White House correspondent Steve Herman and State Department correspondent Nike Ching contributed to this report
China will raise tariffs on $75 billion of U.S. goods and resume 25% tariffs on American autos to retaliate against U.S. President Donald Trump's planned September 1 duty increase.
U.S. Treasury yields fell Friday after China's latest announcement, marking an escalation in the trade war between the world's leading economies.
Trump lashed out Friday against China on Twitter, and said he "will be responding to China's tariffs this afternoon."
"Our Country has lost, stupidly, Trillions of Dollars with China over many years. They have stolen our Intellectual Property at a rate of Hundreds of Billions of Dollars a year, & they want to continue. I won't let that happen! We don't need China and, frankly, would be far better off without them," Trump tweeted.

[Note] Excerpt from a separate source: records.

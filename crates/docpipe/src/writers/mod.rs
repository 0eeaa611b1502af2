//! Writers render the message stream into bytes; exporters are the
//! terminal chain elements wrapping them.
//!
//! Each exporter accumulates output across incoming messages and, on the
//! outermost `CloseDocument`, emits a single `DataSource` carrying the
//! rendered bytes. Exporters are the only leaf elements.

pub mod csv;
pub mod html;
pub mod metadata;
pub mod plain_text;

pub use csv::CsvExporter;
pub use html::HtmlExporter;
pub use metadata::MetadataExporter;
pub use plain_text::PlainTextExporter;
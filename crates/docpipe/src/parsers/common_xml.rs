#![cfg(feature = "office")]

//! Shared XML walk for the ODF and OOXML families.
//!
//! Both families stream their content parts through the same descent: a
//! dispatch on the namespace-stripped tag name maps known elements onto
//! structural messages, and everything unknown recurses with text flowing
//! through. Decoded per-document state (list styles, the xlsx shared
//! string table) lives in [`XmlDocState`] for the duration of one parse.

use crate::error::Result;
use crate::message::{Comment, DateTime, List, Message, Styling};
use crate::parsers::Emitter;
use crate::xml_stream::{XmlEvent, XmlStream};
use ahash::AHashMap;

/// Where document text lives in the markup.
#[derive(Debug, Clone, Copy, PartialEq)]
pub enum TextPolicy {
    /// ODF: text nodes inside paragraphs are content.
    Direct,
    /// OOXML: only `<w:t>`/`<a:t>` elements carry content.
    Tagged,
}

/// Per-parse decoded state shared between parts.
#[derive(Default)]
pub struct XmlDocState {
    /// ODF list style name → list type (`decimal`, `disc`, `none`).
    pub list_styles: AHashMap<String, String>,
    /// xlsx shared strings by index.
    pub shared_strings: Vec<String>,
}

pub fn local_name(name: &str) -> &str {
    name.rsplit(':').next().unwrap_or(name)
}

fn attr<'a>(attributes: &'a [(String, String)], wanted: &str) -> Option<&'a str> {
    attributes
        .iter()
        .find(|(k, _)| local_name(k) == wanted)
        .map(|(_, v)| v.as_str())
}

/// Collect `text:list-style` definitions so lists can resolve their
/// numbering kind.
pub fn collect_odf_list_styles(content: &[u8], state: &mut XmlDocState) -> Result<()> {
    let mut stream = XmlStream::new(content);
    let mut current_style: Option<String> = None;
    loop {
        match stream.next_event()? {
            XmlEvent::Done => return Ok(()),
            XmlEvent::StartElement { name, attributes } => match local_name(&name) {
                "list-style" => {
                    current_style = attr(&attributes, "name").map(|s| s.to_string());
                }
                "list-level-style-number" => {
                    if let Some(style) = &current_style {
                        state.list_styles.insert(style.clone(), "decimal".to_string());
                    }
                }
                "list-level-style-bullet" => {
                    if let Some(style) = &current_style
                        && !state.list_styles.contains_key(style)
                    {
                        state.list_styles.insert(style.clone(), "disc".to_string());
                    }
                }
                _ => {}
            },
            XmlEvent::EndElement { name } => {
                if local_name(&name) == "list-style" {
                    current_style = None;
                }
            }
            _ => {}
        }
    }
}

/// Collect the xlsx shared string table (`xl/sharedStrings.xml`): one
/// entry per `<si>`, concatenating its text runs.
pub fn collect_shared_strings(content: &[u8], state: &mut XmlDocState) -> Result<()> {
    let mut stream = XmlStream::new(content);
    let mut in_si = false;
    let mut in_t = false;
    let mut current = String::new();
    loop {
        match stream.next_event()? {
            XmlEvent::Done => return Ok(()),
            XmlEvent::StartElement { name, .. } => match local_name(&name) {
                "si" => {
                    in_si = true;
                    current.clear();
                }
                "t" if in_si => in_t = true,
                _ => {}
            },
            XmlEvent::EndElement { name } => match local_name(&name) {
                "si" => {
                    in_si = false;
                    state.shared_strings.push(std::mem::take(&mut current));
                }
                "t" => in_t = false,
                _ => {}
            },
            XmlEvent::Text(text) | XmlEvent::CData(text) => {
                if in_t {
                    current.push_str(&text);
                }
            }
            _ => {}
        }
    }
}

#[derive(Debug, Clone, Copy, PartialEq)]
enum Structural {
    Paragraph,
    Span,
    List,
    ListItem,
    Table,
    TableRow,
    TableCell,
}

impl Structural {
    fn closer(self) -> Message {
        match self {
            Structural::Paragraph => Message::CloseParagraph,
            Structural::Span => Message::CloseSpan,
            Structural::List => Message::CloseList,
            Structural::ListItem => Message::CloseListItem,
            Structural::Table => Message::CloseTable,
            Structural::TableRow => Message::CloseTableRow,
            Structural::TableCell => Message::CloseTableCell,
        }
    }
}

/// Walk one content part, mapping known tags onto structural messages and
/// recursing through the rest.
pub fn walk_content(
    content: &[u8],
    state: &XmlDocState,
    policy: TextPolicy,
    emitter: &mut Emitter<'_, '_>,
) -> Result<()> {
    let mut stream = XmlStream::new(content);
    let mut open: Vec<(Structural, String)> = Vec::new();
    // Depth of tagged-text elements currently open.
    let mut text_depth = 0usize;
    let mut annotation: Option<Comment> = None;
    let mut annotation_field: Option<&'static str> = None;

    loop {
        if emitter.stopped() {
            return Ok(());
        }
        match stream.next_event()? {
            XmlEvent::Done => break,
            XmlEvent::Comment(_) => {}
            XmlEvent::Text(text) | XmlEvent::CData(text) => {
                if let Some(comment) = annotation.as_mut() {
                    match annotation_field {
                        Some("creator") => {
                            comment.author = Some(match comment.author.take() {
                                Some(mut existing) => {
                                    existing.push_str(&text);
                                    existing
                                }
                                None => text,
                            });
                        }
                        Some("date") => comment.time = Some(text),
                        _ => {
                            let body = comment.comment.get_or_insert_with(String::new);
                            body.push_str(&text);
                        }
                    }
                    continue;
                }
                let emit_it = match policy {
                    TextPolicy::Direct => !open.is_empty(),
                    TextPolicy::Tagged => text_depth > 0,
                };
                if emit_it && !text.is_empty() {
                    emitter.emit(Message::text(text))?;
                }
            }
            XmlEvent::StartElement { name, attributes } => {
                let local = local_name(&name).to_string();
                if annotation.is_some() {
                    match local.as_str() {
                        "creator" => annotation_field = Some("creator"),
                        "date" => annotation_field = Some("date"),
                        _ => {}
                    }
                    continue;
                }
                match local.as_str() {
                    "annotation" => {
                        annotation = Some(Comment::default());
                        annotation_field = None;
                    }
                    "p" | "h" => {
                        open_structural(
                            Structural::Paragraph,
                            Message::Paragraph(Styling::default()),
                            &name,
                            &mut open,
                            &mut stream,
                            emitter,
                        )?;
                    }
                    "span" => {
                        open_structural(
                            Structural::Span,
                            Message::Span(Styling::default()),
                            &name,
                            &mut open,
                            &mut stream,
                            emitter,
                        )?;
                    }
                    "list" => {
                        let list_type = attr(&attributes, "style-name")
                            .and_then(|style| state.list_styles.get(style))
                            .cloned()
                            .unwrap_or_else(|| "decimal".to_string());
                        open_structural(
                            Structural::List,
                            Message::List(List {
                                list_type,
                                styling: Styling::default(),
                            }),
                            &name,
                            &mut open,
                            &mut stream,
                            emitter,
                        )?;
                    }
                    "list-item" => {
                        open_structural(
                            Structural::ListItem,
                            Message::ListItem(Styling::default()),
                            &name,
                            &mut open,
                            &mut stream,
                            emitter,
                        )?;
                    }
                    "table" | "tbl" => {
                        open_structural(
                            Structural::Table,
                            Message::Table(Styling::default()),
                            &name,
                            &mut open,
                            &mut stream,
                            emitter,
                        )?;
                    }
                    "table-row" | "tr" => {
                        open_structural(
                            Structural::TableRow,
                            Message::TableRow(Styling::default()),
                            &name,
                            &mut open,
                            &mut stream,
                            emitter,
                        )?;
                    }
                    "table-cell" | "tc" => {
                        open_structural(
                            Structural::TableCell,
                            Message::TableCell(Styling::default()),
                            &name,
                            &mut open,
                            &mut stream,
                            emitter,
                        )?;
                    }
                    "line-break" | "br" => {
                        emitter.emit(Message::BreakLine(Styling::default()))?;
                    }
                    "tab" => {
                        emitter.emit(Message::text("\t"))?;
                    }
                    "s" => {
                        let count = attr(&attributes, "c")
                            .and_then(|c| c.parse::<usize>().ok())
                            .unwrap_or(1);
                        emitter.emit(Message::text(" ".repeat(count)))?;
                    }
                    "t" => text_depth += 1,
                    // Field instructions and deleted text carry no
                    // document content.
                    "instrText" | "delText" => {
                        stream.skip_element(&name)?;
                    }
                    _ => {}
                }
            }
            XmlEvent::EndElement { name } => {
                let local = local_name(&name).to_string();
                if annotation.is_some() {
                    match local.as_str() {
                        "annotation" => {
                            let comment = annotation.take().unwrap_or_default();
                            emitter.emit(Message::Comment(comment))?;
                        }
                        "creator" | "date" => annotation_field = None,
                        _ => {}
                    }
                    continue;
                }
                if local == "t" {
                    text_depth = text_depth.saturating_sub(1);
                    continue;
                }
                if let Some(position) = open.iter().rposition(|(_, n)| *n == name) {
                    while open.len() > position {
                        let (kind, _) = open.pop().expect("length checked above");
                        emitter.emit(kind.closer())?;
                    }
                }
            }
        }
    }
    while let Some((kind, _)) = open.pop() {
        emitter.emit(kind.closer())?;
    }
    Ok(())
}

fn open_structural(
    kind: Structural,
    message: Message,
    name: &str,
    open: &mut Vec<(Structural, String)>,
    stream: &mut XmlStream<'_>,
    emitter: &mut Emitter<'_, '_>,
) -> Result<()> {
    match emitter.emit(message)? {
        crate::message::Continuation::Skip => {
            stream.skip_element(name)?;
            emitter.emit(kind.closer())?;
        }
        _ => open.push((kind, name.to_string())),
    }
    Ok(())
}

/// Parse the ISO 8601 timestamps of ODF `meta.xml` and OOXML
/// `docProps/core.xml` (`2020-01-15T10:30:00Z` and offset variants).
pub fn parse_iso_datetime(value: &str) -> Option<DateTime> {
    let bytes = value.as_bytes();
    if bytes.len() < 19 || bytes[4] != b'-' || bytes[7] != b'-' || bytes[10] != b'T' {
        return None;
    }
    let digits = |range: std::ops::Range<usize>| -> Option<i64> {
        value.get(range)?.parse::<i64>().ok()
    };
    Some(DateTime {
        year: digits(0..4)? as i32,
        month: digits(5..7)? as u8,
        day: digits(8..10)? as u8,
        hour: digits(11..13)? as u8,
        minute: digits(14..16)? as u8,
        second: digits(17..19)? as u8,
    })
}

Federal Reserve Chairman Jerome Powell is due to give a speech in Wyoming that many will watch to see if he indicates whether further U.S. interest rate cuts are likely.
Trump also criticized Powell on Twitter Friday.
"We have a very strong dollar and a very weak Fed. I will work "brilliantly" with both, and the U.S. will do great," Trump tweeted. "My only question is, who is our bigger enemy, Jay Powell or Chairman Xi?"
China's Ministry of Commerce said in a statement that it would impose additional tariffs of 5% or 10% on a total of 5,078 products originating from the U.S., including agricultural products, crude oil, small aircraft and cars.
Chinese tariffs on some U.S. products would take effect on Sept. 1 and others on Dec. 15.
A Trump administration official says the U.S. and China are still planning to hold a round of face-to-face trade talks next month.
White House economic adviser Larry Kudlow said discussions this week between deputy-level negotiators were constructive.
In response to a question Thursday from VOA, Kudlow said there are plans for the Chinese team "to come over here in September."
China and the U.S. have been engaged in a tit-for-tat tariffs battle that has affected the world's markets.
Analysts fear a U.S. trade war with China could lead the U.S. down the road to a recession.